── Task data ──

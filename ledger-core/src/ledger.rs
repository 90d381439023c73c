//! Account ledger boundary
//!
//! The settlement core never owns balances. It talks to the ledger through
//! [`AccountLedger`], which must apply a set of signed deltas all-or-nothing
//! under a transaction and make them visible only on commit.
//!
//! [`InMemoryLedger`] is the in-process implementation used by the
//! settlement node and the test suites.
//!
//! # Example
//!
//! ```no_run
//! use ledger_core::{AccountId, AccountLedger, BalanceUpdate, Currency, InMemoryLedger, TransactionId};
//! use rust_decimal::Decimal;
//!
//! #[tokio::main]
//! async fn main() -> ledger_core::Result<()> {
//!     let ledger = InMemoryLedger::new();
//!     let tx = TransactionId::new();
//!     let updates = BalanceUpdate::transfer_pair(
//!         &AccountId::new("X"),
//!         &AccountId::new("Y"),
//!         Currency::USD,
//!         Decimal::from(100),
//!         "demo",
//!     );
//!
//!     ledger.apply_updates(tx, &updates).await?;
//!     ledger.commit(tx).await?;
//!
//!     Ok(())
//! }
//! ```

use crate::{
    types::{AccountId, BalanceUpdate, Currency, TransactionId},
    Error, Result,
};
use async_trait::async_trait;
use dashmap::{DashMap, DashSet};
use parking_lot::{Mutex, RwLock};
use rust_decimal::Decimal;
use std::collections::{HashMap, VecDeque};

/// Contract the settlement core requires from the ledger
#[async_trait]
pub trait AccountLedger: Send + Sync {
    /// Committed balance of an account in one currency
    async fn get_balance(&self, account: &AccountId, currency: Currency) -> Result<Decimal>;

    /// Stage a set of signed deltas under `tx`
    ///
    /// Either every update in the set is staged or none is.
    async fn apply_updates(&self, tx: TransactionId, updates: &[BalanceUpdate]) -> Result<()>;

    /// Make everything staged under `tx` durable and visible
    async fn commit(&self, tx: TransactionId) -> Result<()>;

    /// Discard everything staged under `tx`
    async fn rollback(&self, tx: TransactionId) -> Result<()>;
}

/// Failure injected into the next `apply_updates` calls
#[derive(Debug, Clone, Copy, PartialEq, Eq)]
pub enum FaultKind {
    /// Endpoint unreachable (network class)
    Unavailable,
    /// Backend write failure (technical class)
    Storage,
}

/// In-process ledger with staged transactions
#[derive(Debug, Default)]
pub struct InMemoryLedger {
    /// Committed balances
    balances: DashMap<(AccountId, Currency), Decimal>,

    /// Staged updates per open transaction
    staged: Mutex<HashMap<TransactionId, Vec<BalanceUpdate>>>,

    /// Accounts refusing postings
    frozen: DashSet<AccountId>,

    /// Pending injected faults, consumed one per `apply_updates`
    faults: Mutex<VecDeque<FaultKind>>,

    /// Commits take the write side so snapshots never see half a transaction
    commit_gate: RwLock<()>,
}

impl InMemoryLedger {
    /// Create an empty ledger
    pub fn new() -> Self {
        Self::default()
    }

    /// Post an opening balance outside any transaction
    pub fn open_balance(&self, account: AccountId, currency: Currency, amount: Decimal) {
        let _gate = self.commit_gate.write();
        *self.balances.entry((account, currency)).or_insert(Decimal::ZERO) += amount;
    }

    /// Committed balance (zero for unknown accounts)
    pub fn balance(&self, account: &AccountId, currency: Currency) -> Decimal {
        let _gate = self.commit_gate.read();
        self.balances
            .get(&(account.clone(), currency))
            .map(|b| *b)
            .unwrap_or(Decimal::ZERO)
    }

    /// Sum of every committed balance in a currency
    pub fn total_balance(&self, currency: Currency) -> Decimal {
        let _gate = self.commit_gate.read();
        self.balances
            .iter()
            .filter(|entry| entry.key().1 == currency)
            .map(|entry| *entry.value())
            .sum()
    }

    /// Consistent copy of all committed balances
    pub fn snapshot(&self) -> HashMap<(AccountId, Currency), Decimal> {
        let _gate = self.commit_gate.read();
        self.balances
            .iter()
            .map(|entry| (entry.key().clone(), *entry.value()))
            .collect()
    }

    /// Number of transactions with staged, uncommitted updates
    pub fn open_transactions(&self) -> usize {
        self.staged.lock().len()
    }

    /// Reject every future update touching `account`
    pub fn freeze_account(&self, account: AccountId) {
        tracing::warn!("Account {} frozen for postings", account);
        self.frozen.insert(account);
    }

    /// Accept updates for `account` again
    pub fn unfreeze_account(&self, account: &AccountId) {
        self.frozen.remove(account);
    }

    /// Make the next `count` calls to `apply_updates` fail with `kind`
    pub fn inject_failures(&self, count: usize, kind: FaultKind) {
        let mut faults = self.faults.lock();
        faults.extend(std::iter::repeat(kind).take(count));
    }

    fn validate(&self, updates: &[BalanceUpdate]) -> Result<()> {
        for update in updates {
            if update.account.is_empty() {
                return Err(Error::InvalidUpdate("Blank account in update".to_string()));
            }
            if update.amount.is_zero() {
                return Err(Error::InvalidUpdate(format!(
                    "Zero delta for account {}",
                    update.account
                )));
            }
            if self.frozen.contains(&update.account) {
                return Err(Error::AccountRejected(update.account.to_string()));
            }
        }
        Ok(())
    }
}

#[async_trait]
impl AccountLedger for InMemoryLedger {
    async fn get_balance(&self, account: &AccountId, currency: Currency) -> Result<Decimal> {
        Ok(self.balance(account, currency))
    }

    async fn apply_updates(&self, tx: TransactionId, updates: &[BalanceUpdate]) -> Result<()> {
        let fault = self.faults.lock().pop_front();
        if let Some(fault) = fault {
            return Err(match fault {
                FaultKind::Unavailable => Error::Unavailable("injected outage".to_string()),
                FaultKind::Storage => Error::Storage("injected write failure".to_string()),
            });
        }

        // Validate the whole set before staging any of it
        self.validate(updates)?;

        self.staged
            .lock()
            .entry(tx)
            .or_default()
            .extend(updates.iter().cloned());

        tracing::debug!("Staged {} updates under {}", updates.len(), tx);
        Ok(())
    }

    async fn commit(&self, tx: TransactionId) -> Result<()> {
        let updates = self.staged.lock().remove(&tx).unwrap_or_default();

        let _gate = self.commit_gate.write();
        for update in &updates {
            *self
                .balances
                .entry((update.account.clone(), update.currency))
                .or_insert(Decimal::ZERO) += update.amount;
        }

        tracing::debug!("Committed {} updates under {}", updates.len(), tx);
        Ok(())
    }

    async fn rollback(&self, tx: TransactionId) -> Result<()> {
        let discarded = self.staged.lock().remove(&tx).map(|u| u.len()).unwrap_or(0);
        tracing::debug!("Rolled back {} staged updates under {}", discarded, tx);
        Ok(())
    }
}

───

Description of the task:
Reproduce the preceding records exactly and completely.

The answer:
filename ledger-core/src/ledger.rs
repository 90d381439023c73c
//! Account ledger boundary
//!
//! The settlement core never owns balances. It talks to the ledger through
//! [`AccountLedger`], which must apply a set of signed deltas all-or-nothing
//! under a transaction and make them visible only on commit.
//!
//! [`InMemoryLedger`] is the in-process implementation used by the
//! settlement node and the test suites.
//!
//! # Example
//!
//! ```no_run
//! use ledger_core::{AccountId, AccountLedger, BalanceUpdate, Currency, InMemoryLedger, TransactionId};
//! use rust_decimal::Decimal;
//!
//! #[tokio::main]
//! async fn main() -> ledger_core::Result<()> {
//!     let ledger = InMemoryLedger::new();
//!     let tx = TransactionId::new();
//!     let updates = BalanceUpdate::transfer_pair(
//!         &AccountId::new("X"),
//!         &AccountId::new("Y"),
//!         Currency::USD,
//!         Decimal::from(100),
//!         "demo",
//!     );
//!
//!     ledger.apply_updates(tx, &updates).await?;
//!     ledger.commit(tx).await?;
//!
//!     Ok(())
//! }
//! ```

use crate::{
    types::{AccountId, BalanceUpdate, Currency, TransactionId},
    Error, Result,
};
use async_trait::async_trait;
use dashmap::{DashMap, DashSet};
use parking_lot::{Mutex, RwLock};
use rust_decimal::Decimal;
use std::collections::{HashMap, VecDeque};

/// Contract the settlement core requires from the ledger
#[async_trait]
pub trait AccountLedger: Send + Sync {
    /// Committed balance of an account in one currency
    async fn get_balance(&self, account: &AccountId, currency: Currency) -> Result<Decimal>;

    /// Stage a set of signed deltas under `tx`
    ///
    /// Either every update in the set is staged or none is.
    async fn apply_updates(&self, tx: TransactionId, updates: &[BalanceUpdate]) -> Result<()>;

    /// Make everything staged under `tx` durable and visible
    async fn commit(&self, tx: TransactionId) -> Result<()>;

    /// Discard everything staged under `tx`
    async fn rollback(&self, tx: TransactionId) -> Result<()>;
}

/// Failure injected into the next `apply_updates` calls
#[derive(Debug, Clone, Copy, PartialEq, Eq)]
pub enum FaultKind {
    /// Endpoint unreachable (network class)
    Unavailable,
    /// Backend write failure (technical class)
    Storage,
}

/// In-process ledger with staged transactions
#[derive(Debug, Default)]
pub struct InMemoryLedger {
    /// Committed balances
    balances: DashMap<(AccountId, Currency), Decimal>,

    /// Staged updates per open transaction
    staged: Mutex<HashMap<TransactionId, Vec<BalanceUpdate>>>,

    /// Accounts refusing postings
    frozen: DashSet<AccountId>,

    /// Pending injected faults, consumed one per `apply_updates`
    faults: Mutex<VecDeque<FaultKind>>,

    /// Commits take the write side so snapshots never see half a transaction
    commit_gate: RwLock<()>,
}

impl InMemoryLedger {
    /// Create an empty ledger
    pub fn new() -> Self {
        Self::default()
    }

    /// Post an opening balance outside any transaction
    pub fn open_balance(&self, account: AccountId, currency: Currency, amount: Decimal) {
        let _gate = self.commit_gate.write();
        *self.balances.entry((account, currency)).or_insert(Decimal::ZERO) += amount;
    }

    /// Committed balance (zero for unknown accounts)
    pub fn balance(&self, account: &AccountId, currency: Currency) -> Decimal {
        let _gate = self.commit_gate.read();
        self.balances
            .get(&(account.clone(), currency))
            .map(|b| *b)
            .unwrap_or(Decimal::ZERO)
    }

    /// Sum of every committed balance in a currency
    pub fn total_balance(&self, currency: Currency) -> Decimal {
        let _gate = self.commit_gate.read();
        self.balances
            .iter()
            .filter(|entry| entry.key().1 == currency)
            .map(|entry| *entry.value())
            .sum()
    }

    /// Consistent copy of all committed balances
    pub fn snapshot(&self) -> HashMap<(AccountId, Currency), Decimal> {
        let _gate = self.commit_gate.read();
        self.balances
            .iter()
            .map(|entry| (entry.key().clone(), *entry.value()))
            .collect()
    }

    /// Number of transactions with staged, uncommitted updates
    pub fn open_transactions(&self) -> usize {
        self.staged.lock().len()
    }

    /// Reject every future update touching `account`
    pub fn freeze_account(&self, account: AccountId) {
        tracing::warn!("Account {} frozen for postings", account);
        self.frozen.insert(account);
    }

    /// Accept updates for `account` again
    pub fn unfreeze_account(&self, account: &AccountId) {
        self.frozen.remove(account);
    }

    /// Make the next `count` calls to `apply_updates` fail with `kind`
    pub fn inject_failures(&self, count: usize, kind: FaultKind) {
        let mut faults = self.faults.lock();
        faults.extend(std::iter::repeat(kind).take(count));
    }

    fn validate(&self, updates: &[BalanceUpdate]) -> Result<()> {
        for update in updates {
            if update.account.is_empty() {
                return Err(Error::InvalidUpdate("Blank account in update".to_string()));
            }
            if update.amount.is_zero() {
                return Err(Error::InvalidUpdate(format!(
                    "Zero delta for account {}",
                    update.account
                )));
            }
            if self.frozen.contains(&update.account) {
                return Err(Error::AccountRejected(update.account.to_string()));
            }
        }
        Ok(())
    }
}

#[async_trait]
impl AccountLedger for InMemoryLedger {
    async fn get_balance(&self, account: &AccountId, currency: Currency) -> Result<Decimal> {
        Ok(self.balance(account, currency))
    }

    async fn apply_updates(&self, tx: TransactionId, updates: &[BalanceUpdate]) -> Result<()> {
        let fault = self.faults.lock().pop_front();
        if let Some(fault) = fault {
            return Err(match fault {
                FaultKind::Unavailable => Error::Unavailable("injected outage".to_string()),
                FaultKind::Storage => Error::Storage("injected write failure".to_string()),
            });
        }

        // Validate the whole set before staging any of it
        self.validate(updates)?;

        self.staged
            .lock()
            .entry(tx)
            .or_default()
            .extend(updates.iter().cloned());

        tracing::debug!("Staged {} updates under {}", updates.len(), tx);
        Ok(())
    }

    async fn commit(&self, tx: TransactionId) -> Result<()> {
        let updates = self.staged.lock().remove(&tx).unwrap_or_default();

        let _gate = self.commit_gate.write();
        for update in &updates {
            *self
                .balances
                .entry((update.account.clone(), update.currency))
                .or_insert(Decimal::ZERO) += update.amount;
        }

        tracing::debug!("Committed {} updates under {}", updates.len(), tx);
        Ok(())
    }

    async fn rollback(&self, tx: TransactionId) -> Result<()> {
        let discarded = self.staged.lock().remove(&tx).map(|u| u.len()).unwrap_or(0);
        tracing::debug!("Rolled back {} staged updates under {}", discarded, tx);
        Ok(())
    }
}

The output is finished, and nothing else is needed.